You might be told you need surgery for any number of medical issues. Some may seem simpler than others, which might appear downright scary.
But a patient's reaction is usually based on incomplete information. To fill in these blanks, you need to ask the right questions.
After all, it's your body and it’s your disease; you should feel comfortable asking those questions before you enter into something as major as surgery.
How do you know what questions to ask? Robert Cima, M.D., a surgeon and chair of Mayo Clinic’s surgical quality subcommittee, says your family and friends can help in that area. They probably have questions that haven't even occurred to you.
Beyond that, he suggests adding these 5 questions for your doctor to the list:
Are you board-certified to perform this procedure?
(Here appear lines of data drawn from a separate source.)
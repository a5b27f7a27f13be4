//! Open Graph metadata, including the order-dependent structured image
//! list.

use scraper::Html;
use serde::{Deserialize, Serialize};

use super::{attr, meta_property, meta_property_all, select_all};

#[derive(Debug, Clone, Default, PartialEq, Eq, Serialize, Deserialize)]
pub struct OpenGraphMeta {
    pub title: Option<String>,
    #[serde(rename = "type")]
    pub kind: Option<String>,
    /// Plain `og:image` content (first occurrence), unresolved.
    pub image: Option<String>,
    pub url: Option<String>,
    pub audio: Option<String>,
    pub description: Option<String>,
    pub determiner: Option<String>,
    pub locale: Option<String>,
    pub locale_alternates: Vec<String>,
    pub site_name: Option<String>,
    pub video: Option<String>,
    pub image_alt: Option<String>,
    /// Structured image records assembled from `og:image` and
    /// `og:image:*` tags in document order.
    pub images: Vec<OgImage>,
    pub article_published_time: Option<String>,
    pub article_modified_time: Option<String>,
    pub article_expiration_time: Option<String>,
    pub article_authors: Vec<String>,
    pub article_section: Option<String>,
    pub article_tags: Vec<String>,
}

/// One structured Open Graph image record.
#[derive(Debug, Clone, Default, PartialEq, Eq, Serialize, Deserialize)]
pub struct OgImage {
    pub url: String,
    pub secure_url: Option<String>,
    #[serde(rename = "type")]
    pub kind: Option<String>,
    pub width: Option<String>,
    pub height: Option<String>,
    pub alt: Option<String>,
}

pub fn extract(doc: &Html) -> OpenGraphMeta {
    OpenGraphMeta {
        title: meta_property(doc, "og:title"),
        kind: meta_property(doc, "og:type"),
        image: meta_property(doc, "og:image"),
        url: meta_property(doc, "og:url"),
        audio: meta_property(doc, "og:audio"),
        description: meta_property(doc, "og:description"),
        determiner: meta_property(doc, "og:determiner"),
        locale: meta_property(doc, "og:locale"),
        locale_alternates: meta_property_all(doc, "og:locale:alternate"),
        site_name: meta_property(doc, "og:site_name"),
        video: meta_property(doc, "og:video"),
        image_alt: meta_property(doc, "og:image:alt"),
        images: extract_images(doc),
        article_published_time: meta_property(doc, "article:published_time"),
        article_modified_time: meta_property(doc, "article:modified_time"),
        article_expiration_time: meta_property(doc, "article:expiration_time"),
        article_authors: meta_property_all(doc, "article:author"),
        article_section: meta_property(doc, "article:section"),
        article_tags: meta_property_all(doc, "article:tag"),
    }
}

/// Assemble structured image records from `meta[property*="og:image"]`
/// tags, scanned in document order.
///
/// A property of exactly `og:image` starts a new record; an
/// `og:image:<suffix>` tag sets that suffix on the most recently started
/// record. A suffix tag arriving before any `og:image` tag has no record
/// to attach to and is dropped.
fn extract_images(doc: &Html) -> Vec<OgImage> {
    let mut images: Vec<OgImage> = Vec::new();

    for el in select_all(doc, r#"meta[property*="og:image"]"#) {
        let (Some(property), Some(content)) = (attr(el, "property"), attr(el, "content")) else {
            continue;
        };
        let Some(suffix) = property.strip_prefix("og:image") else {
            continue;
        };

        if suffix.is_empty() {
            images.push(OgImage {
                url: content,
                ..OgImage::default()
            });
            continue;
        }

        let Some(last) = images.last_mut() else {
            continue; // orphaned suffix tag
        };
        match suffix.trim_start_matches(':') {
            "secure_url" => last.secure_url = Some(content),
            "type" => last.kind = Some(content),
            "width" => last.width = Some(content),
            "height" => last.height = Some(content),
            "alt" => last.alt = Some(content),
            _ => {}
        }
    }

    images
}
use async_trait::async_trait;
use uuid::Uuid;

use crate::error::StoreError;
use crate::grading::GradedMark;
use crate::models::{AssessmentRecord, PerformanceTrend, Student, Subject, TermKey};

pub mod memory;

/// Storage the analyzer reads marks from and writes trend snapshots to.
#[async_trait]
pub trait MarksStore: Send + Sync {
    async fn find_student(&self, student_id: Uuid) -> Result<Option<Student>, StoreError>;

    async fn find_student_by_admission(
        &self,
        admission_number: &str,
    ) -> Result<Option<Student>, StoreError>;

    /// Creates the student or refreshes name and class for an existing admission number.
    async fn upsert_student(
        &self,
        admission_number: &str,
        full_name: &str,
        class_grade: &str,
        section: &str,
    ) -> Result<Uuid, StoreError>;

    async fn list_students(&self) -> Result<Vec<Student>, StoreError>;

    async fn find_subject_by_code(&self, code: &str) -> Result<Option<Subject>, StoreError>;

    /// Records for one student, optionally limited to one term, ordered by
    /// `(academic_year, term)` as stored.
    async fn records_for_student(
        &self,
        student_id: Uuid,
        term: Option<&TermKey>,
    ) -> Result<Vec<AssessmentRecord>, StoreError>;

    async fn all_records(&self) -> Result<Vec<AssessmentRecord>, StoreError>;

    /// Inserts or replaces the record for `(student, subject, term, year)`. Total and
    /// grade are always recomputed from the component scores.
    async fn save_mark(&self, mark: &GradedMark) -> Result<AssessmentRecord, StoreError>;

    /// Inserts or replaces the snapshot for `(student, term, year)`. An existing row
    /// keeps its id and generation time.
    async fn upsert_trend(&self, trend: &PerformanceTrend) -> Result<PerformanceTrend, StoreError>;

    async fn trends_for_student(&self, student_id: Uuid)
        -> Result<Vec<PerformanceTrend>, StoreError>;

    async fn count_trends(&self) -> Result<u64, StoreError>;

    async fn active_trends(&self) -> Result<Vec<PerformanceTrend>, StoreError>;

    async fn deactivate_trends(&self, trend_ids: &[Uuid]) -> Result<u64, StoreError>;
}
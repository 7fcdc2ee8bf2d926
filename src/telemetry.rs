use tracing_subscriber::{fmt, EnvFilter};

use crate::config::Settings;

pub fn init_tracing(settings: &Settings) -> anyhow::Result<()> {
    let filter = EnvFilter::try_from_default_env()
        .unwrap_or_else(|_| EnvFilter::new(settings.log_level()));

    // Diagnostics go to stderr so command output on stdout stays clean.
    let builder = fmt()
        .with_env_filter(filter)
        .with_target(false)
        .with_writer(std::io::stderr);

    if settings.log_json() {
        builder
            .json()
            .try_init()
            .map_err(|err| anyhow::anyhow!(err.to_string()))?;
    } else {
        builder
            .try_init()
            .map_err(|err| anyhow::anyhow!(err.to_string()))?;
    }

    Ok(())
}
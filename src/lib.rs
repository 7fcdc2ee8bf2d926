//! Grade computation and term-over-term performance trend analytics for
//! school assessment records.

pub mod analytics;
pub mod config;
pub mod db;
pub mod error;
pub mod grading;
pub mod models;
pub mod report;
pub mod store;
pub mod telemetry;
pub mod trends;

pub use error::{ConfigError, MarkValidationError, StoreError};
pub use grading::{compute_total_and_grade, GradedMark, MarkEntry};
pub use store::MarksStore;
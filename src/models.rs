use std::collections::BTreeMap;
use std::fmt;

use chrono::{DateTime, NaiveDate, Utc};
use serde::{Deserialize, Serialize};
use uuid::Uuid;

/// Letter grade awarded for a single assessment record.
#[derive(Debug, Clone, Copy, PartialEq, Eq, PartialOrd, Ord, Hash, Serialize, Deserialize)]
pub enum Grade {
    A,
    B,
    C,
    D,
    E,
    F,
}

impl Grade {
    pub const ALL: [Grade; 6] = [Grade::A, Grade::B, Grade::C, Grade::D, Grade::E, Grade::F];

    pub fn letter(self) -> char {
        match self {
            Grade::A => 'A',
            Grade::B => 'B',
            Grade::C => 'C',
            Grade::D => 'D',
            Grade::E => 'E',
            Grade::F => 'F',
        }
    }

    pub fn from_letter(letter: char) -> Option<Grade> {
        match letter.to_ascii_uppercase() {
            'A' => Some(Grade::A),
            'B' => Some(Grade::B),
            'C' => Some(Grade::C),
            'D' => Some(Grade::D),
            'E' => Some(Grade::E),
            'F' => Some(Grade::F),
            _ => None,
        }
    }

    /// Every grade except F counts as a pass.
    pub fn is_pass(self) -> bool {
        self != Grade::F
    }

    pub fn label(self) -> &'static str {
        match self {
            Grade::A => "Excellent",
            Grade::B => "Very Good",
            Grade::C => "Good",
            Grade::D => "Satisfactory",
            Grade::E => "Sufficient",
            Grade::F => "Fail",
        }
    }

    fn index(self) -> usize {
        self as usize
    }
}

impl fmt::Display for Grade {
    fn fmt(&self, f: &mut fmt::Formatter<'_>) -> fmt::Result {
        write!(f, "{}", self.letter())
    }
}

/// Grading period key: a term label within an academic year label.
#[derive(Debug, Clone, PartialEq, Eq, Hash, Serialize, Deserialize)]
pub struct TermKey {
    pub term: String,
    pub academic_year: String,
}

impl TermKey {
    pub fn new(term: impl Into<String>, academic_year: impl Into<String>) -> Self {
        Self {
            term: term.into(),
            academic_year: academic_year.into(),
        }
    }
}

impl fmt::Display for TermKey {
    fn fmt(&self, f: &mut fmt::Formatter<'_>) -> fmt::Result {
        write!(f, "{} {}", self.term, self.academic_year)
    }
}

#[derive(Debug, Clone, PartialEq, Serialize)]
pub struct Student {
    pub id: Uuid,
    pub full_name: String,
    pub admission_number: String,
    pub class_grade: String,
    pub section: String,
}

#[derive(Debug, Clone, PartialEq, Serialize)]
pub struct Subject {
    pub id: Uuid,
    pub code: String,
    pub name: String,
    pub category: String,
}

/// One student's graded score in one subject for one term.
#[derive(Debug, Clone, PartialEq, Serialize)]
pub struct AssessmentRecord {
    pub id: Uuid,
    pub student_id: Uuid,
    pub subject_id: Uuid,
    pub subject_name: String,
    pub teacher_id: Option<Uuid>,
    pub cat1_score: Option<f64>,
    pub cat2_score: Option<f64>,
    pub main_exam_score: f64,
    pub total_score: f64,
    pub grade: Grade,
    pub term: String,
    pub academic_year: String,
    pub comments: String,
    pub date_entered: NaiveDate,
    pub last_modified: NaiveDate,
}

impl AssessmentRecord {
    pub fn term_key(&self) -> TermKey {
        TermKey::new(self.term.clone(), self.academic_year.clone())
    }
}

#[derive(Debug, Clone, Copy, Default, PartialEq, Eq, Serialize)]
pub struct GradeDistribution {
    counts: [usize; 6],
}

impl GradeDistribution {
    pub fn from_counts(counts: [usize; 6]) -> Self {
        Self { counts }
    }

    pub fn record(&mut self, grade: Grade) {
        self.counts[grade.index()] += 1;
    }

    pub fn count(&self, grade: Grade) -> usize {
        self.counts[grade.index()]
    }

    pub fn counts(&self) -> [usize; 6] {
        self.counts
    }

    pub fn total(&self) -> usize {
        self.counts.iter().sum()
    }

    pub fn passed(&self) -> usize {
        Grade::ALL
            .iter()
            .filter(|grade| grade.is_pass())
            .map(|grade| self.count(*grade))
            .sum()
    }

    pub fn iter(&self) -> impl Iterator<Item = (Grade, usize)> + '_ {
        Grade::ALL.iter().map(|grade| (*grade, self.count(*grade)))
    }
}

#[derive(Debug, Clone, PartialEq, Serialize)]
pub struct SubjectScore {
    pub subject_name: String,
    pub score: f64,
    pub grade: Grade,
}

/// Aggregate of one student's records for a single term.
#[derive(Debug, Clone, PartialEq, Serialize)]
pub struct TermPerformance {
    pub key: TermKey,
    pub average_score: f64,
    pub subject_count: usize,
    pub grade_distribution: GradeDistribution,
    /// Keyed by subject id; the name is carried for display only.
    pub subject_scores: BTreeMap<Uuid, SubjectScore>,
}

#[derive(Debug, Clone, Copy, PartialEq, Eq, Hash, Serialize, Deserialize)]
#[serde(rename_all = "snake_case")]
pub enum TrendCategory {
    Improving,
    Declining,
    Stable,
    Fluctuating,
    SignificantImprovement,
    SignificantDecline,
    GradualImprovement,
    GradualDecline,
}

impl TrendCategory {
    pub fn as_str(self) -> &'static str {
        match self {
            TrendCategory::Improving => "improving",
            TrendCategory::Declining => "declining",
            TrendCategory::Stable => "stable",
            TrendCategory::Fluctuating => "fluctuating",
            TrendCategory::SignificantImprovement => "significant_improvement",
            TrendCategory::SignificantDecline => "significant_decline",
            TrendCategory::GradualImprovement => "gradual_improvement",
            TrendCategory::GradualDecline => "gradual_decline",
        }
    }

    pub fn parse(value: &str) -> Option<TrendCategory> {
        match value {
            "improving" => Some(TrendCategory::Improving),
            "declining" => Some(TrendCategory::Declining),
            "stable" => Some(TrendCategory::Stable),
            "fluctuating" => Some(TrendCategory::Fluctuating),
            "significant_improvement" => Some(TrendCategory::SignificantImprovement),
            "significant_decline" => Some(TrendCategory::SignificantDecline),
            "gradual_improvement" => Some(TrendCategory::GradualImprovement),
            "gradual_decline" => Some(TrendCategory::GradualDecline),
            _ => None,
        }
    }

    pub fn label(self) -> &'static str {
        match self {
            TrendCategory::Improving => "Improving",
            TrendCategory::Declining => "Declining",
            TrendCategory::Stable => "Stable",
            TrendCategory::Fluctuating => "Fluctuating",
            TrendCategory::SignificantImprovement => "Significant Improvement",
            TrendCategory::SignificantDecline => "Significant Decline",
            TrendCategory::GradualImprovement => "Gradual Improvement",
            TrendCategory::GradualDecline => "Gradual Decline",
        }
    }
}

#[derive(Debug, Clone, Copy, PartialEq, Eq, Hash, Serialize, Deserialize)]
#[serde(rename_all = "snake_case")]
pub enum TrendDirection {
    Positive,
    Negative,
    Neutral,
}

impl TrendDirection {
    pub fn as_str(self) -> &'static str {
        match self {
            TrendDirection::Positive => "positive",
            TrendDirection::Negative => "negative",
            TrendDirection::Neutral => "neutral",
        }
    }

    pub fn parse(value: &str) -> Option<TrendDirection> {
        match value {
            "positive" => Some(TrendDirection::Positive),
            "negative" => Some(TrendDirection::Negative),
            "neutral" => Some(TrendDirection::Neutral),
            _ => None,
        }
    }
}

#[derive(Debug, Clone, PartialEq, Serialize)]
pub struct SubjectComparison {
    pub subject_name: String,
    pub current_score: f64,
    pub previous_score: f64,
    pub change: f64,
    pub percentage_change: f64,
    pub current_grade: Grade,
    pub previous_grade: Grade,
}

/// A subject singled out by an analysis, with the value it was picked by.
#[derive(Debug, Clone, PartialEq, Serialize)]
pub struct SubjectExtreme {
    pub subject_id: Uuid,
    pub subject_name: String,
    pub score: f64,
}

#[derive(Debug, Clone, PartialEq, Serialize)]
pub struct TermComparison {
    pub current: TermKey,
    pub previous: TermKey,
    pub current_average: f64,
    pub previous_average: f64,
    pub average_change: f64,
    pub percentage_change: f64,
    pub trend: TrendCategory,
    pub trend_direction: TrendDirection,
    pub subject_comparison: BTreeMap<Uuid, SubjectComparison>,
    pub strongest_subject: Option<SubjectExtreme>,
    pub weakest_subject: Option<SubjectExtreme>,
    /// `score` holds the change in total score for this one.
    pub most_improved_subject: Option<SubjectExtreme>,
}

#[derive(Debug, Clone, Copy, PartialEq, Eq, Serialize)]
pub enum OverallTrend {
    SignificantlyImproving,
    GraduallyImproving,
    Stable,
    GraduallyDeclining,
    SignificantlyDeclining,
    InsufficientData,
}

impl OverallTrend {
    pub fn label(self) -> &'static str {
        match self {
            OverallTrend::SignificantlyImproving => "Significantly Improving",
            OverallTrend::GraduallyImproving => "Gradually Improving",
            OverallTrend::Stable => "Stable",
            OverallTrend::GraduallyDeclining => "Gradually Declining",
            OverallTrend::SignificantlyDeclining => "Significantly Declining",
            OverallTrend::InsufficientData => "Insufficient Data",
        }
    }
}

impl fmt::Display for OverallTrend {
    fn fmt(&self, f: &mut fmt::Formatter<'_>) -> fmt::Result {
        f.write_str(self.label())
    }
}

/// Full multi-term history for one student.
#[derive(Debug, Clone, PartialEq, Serialize)]
pub struct TrendAnalysis {
    pub student: Student,
    pub performances: Vec<TermPerformance>,
    pub comparisons: Vec<TermComparison>,
    pub overall_change: f64,
    pub overall_percentage: f64,
    pub overall_trend: OverallTrend,
    pub has_multiple_terms: bool,
}

impl TrendAnalysis {
    pub fn latest(&self) -> Option<&TermPerformance> {
        self.performances.last()
    }
}

/// Persisted snapshot of the analyzer's conclusions for one student and term.
#[derive(Debug, Clone, PartialEq, Serialize)]
pub struct PerformanceTrend {
    pub id: Uuid,
    pub student_id: Uuid,
    pub term: String,
    pub academic_year: String,
    pub current_term_average: f64,
    pub previous_term_average: Option<f64>,
    pub overall_average: Option<f64>,
    pub score_change: Option<f64>,
    pub percentage_change: Option<f64>,
    pub trend: TrendCategory,
    pub trend_direction: TrendDirection,
    pub strongest_subject: Option<SubjectExtreme>,
    pub weakest_subject: Option<SubjectExtreme>,
    pub most_improved_subject: Option<SubjectExtreme>,
    pub subjects_passed: usize,
    pub total_subjects: usize,
    pub pass_rate: f64,
    pub grade_distribution: GradeDistribution,
    pub strengths: String,
    pub weaknesses: String,
    pub analysis_summary: String,
    pub recommendations: String,
    pub action_items: String,
    pub is_active: bool,
    pub generated_by: Option<Uuid>,
    pub date_generated: DateTime<Utc>,
    pub last_updated: DateTime<Utc>,
}

impl PerformanceTrend {
    pub fn term_key(&self) -> TermKey {
        TermKey::new(self.term.clone(), self.academic_year.clone())
    }

    pub fn performance_level(&self) -> &'static str {
        crate::report::performance_level(self.current_term_average)
    }

    pub fn trend_label(&self) -> &'static str {
        self.trend.label()
    }
}

#[cfg(test)]
mod tests {
    use super::*;

    #[test]
    fn grade_letters_round_trip_and_reject_unknowns() {
        for grade in Grade::ALL {
            assert_eq!(Grade::from_letter(grade.letter()), Some(grade));
        }
        assert_eq!(Grade::from_letter('b'), Some(Grade::B));
        assert_eq!(Grade::from_letter('G'), None);
    }

    #[test]
    fn distribution_counts_passes_without_f() {
        let mut distribution = GradeDistribution::default();
        for grade in [Grade::A, Grade::B, Grade::C, Grade::F, Grade::F] {
            distribution.record(grade);
        }
        assert_eq!(distribution.total(), 5);
        assert_eq!(distribution.passed(), 3);
        assert_eq!(distribution.count(Grade::F), 2);
        assert_eq!(distribution.count(Grade::D), 0);
    }

    #[test]
    fn term_key_displays_term_then_year() {
        assert_eq!(TermKey::new("Term 1", "2024").to_string(), "Term 1 2024");
    }

    #[test]
    fn trend_category_strings_parse_back() {
        for category in [
            TrendCategory::Improving,
            TrendCategory::Fluctuating,
            TrendCategory::SignificantDecline,
            TrendCategory::GradualImprovement,
        ] {
            assert_eq!(TrendCategory::parse(category.as_str()), Some(category));
        }
        assert_eq!(TrendCategory::parse("sideways"), None);
    }
}
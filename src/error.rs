use thiserror::Error;
use uuid::Uuid;

#[derive(Debug, Error, PartialEq)]
pub enum MarkValidationError {
    #[error("{component} score {value} is outside 0-100")]
    OutOfRange { component: &'static str, value: f64 },
    #[error("{component} score is not a finite number")]
    NotFinite { component: &'static str },
    #[error("main exam score is required")]
    MissingMainExam,
    #[error("{0} must not be empty")]
    EmptyLabel(&'static str),
}

#[derive(Debug, Error)]
pub enum StoreError {
    #[error("database error: {0}")]
    Database(#[from] sqlx::Error),
    #[error("migration failed: {0}")]
    Migration(#[from] sqlx::migrate::MigrateError),
    #[error("student {0} not found")]
    UnknownStudent(Uuid),
    #[error("subject {0} not found")]
    UnknownSubject(Uuid),
    #[error("stored value {value:?} is not a valid {field}")]
    InvalidStoredValue { field: &'static str, value: String },
    #[error("{0}")]
    Rejected(String),
}

#[derive(Debug, Error, PartialEq)]
pub enum ConfigError {
    #[error("{0} must be set")]
    Missing(&'static str),
    #[error("{key} has an invalid value {value:?}")]
    Invalid { key: &'static str, value: String },
}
Don't assume the answer is yes. Board certification is a credential that physicians earn in addition to state medical licenses. It's a sign that a surgeon has studied and become qualified to perform a particular type of operation, such as cardiovascular surgery.
“They are recognized by the institution as well as the national organizing body for that specialty as having met all the important standards for practice, competency and background,” said Cima, who is board-certified in general surgery and colon and rectal surgery.
Board certified surgeons may also have submitted their case logs and had their outcomes reviewed. Once certified, they may be required to be re-certified on a regular basis.
Will it help if I lose weight before the operation?
Being overweight or obese can increase your risk of complications following an operation. Cima says the healthier the weight, the better.
If you are going in for joint replacement surgery, it may be difficult to exercise prior to the operation. If so, discuss a safe and effective diet, high in protein and low in fat, with your surgeon. And building strength can be as important as burning calories.
“Just like an athlete, you’re going to perform better if you’re in better shape and your strength is better,” Cima said. “Surgery is a major event, a physiologic injury, and you have to be able to respond to that.”
Does it matter if I’m a smoker?
You probably already know the answer to that. Smoking is a risk factor for many surgical complications, such as infections, slow healing, pneumonia and cardiovascular problems. Cima says even ending tobacco use just two weeks to a month before surgery can pay off.
“Unfortunately, smoking has significant negative impacts on almost all surgical procedures we’ve looked at,” Cima said. “The nicotine and many of the compounds in tobacco smoke constrict the small blood vessels. You need those blood vessels to be open to bring blood down to the level of the healing wound.”
What if I have sleep apnea?
Sleep apnea can be a problem. As many as 20% of older surgical patients have obstructive sleep apnea, and the breathing disorder has been associated with higher rates of post-surgery complications.
If you have sleep apnea, make sure your surgeon knows. If you’re being treated with a continuous positive airway pressure machine, bring your CPAP machine with you for your hospital stay. If you're not sure you have it but think you run a high risk, ask to be tested.
Cima says Mayo Clinic actually screens for apnea in the postoperative period in the recovery room.
Is there anything we can do to shorten my hospital stay?
In most cases complications are the reason for an extended hospital stay. Avoid complications and you are likely to go home on time, or even early.
One of the biggest complications is infection, but Cima says it's very preventable. A Mayo Clinic study found that simply having patients shower with an antiseptic cleanser the day before and the day of surgery can help reduce infection risk.
The bottom line? Entering the hospital for surgery as an “optimized patient” – at a healthy weight, not smoking and aware of any complicating conditions – may make surgery a little less scary than it might seem.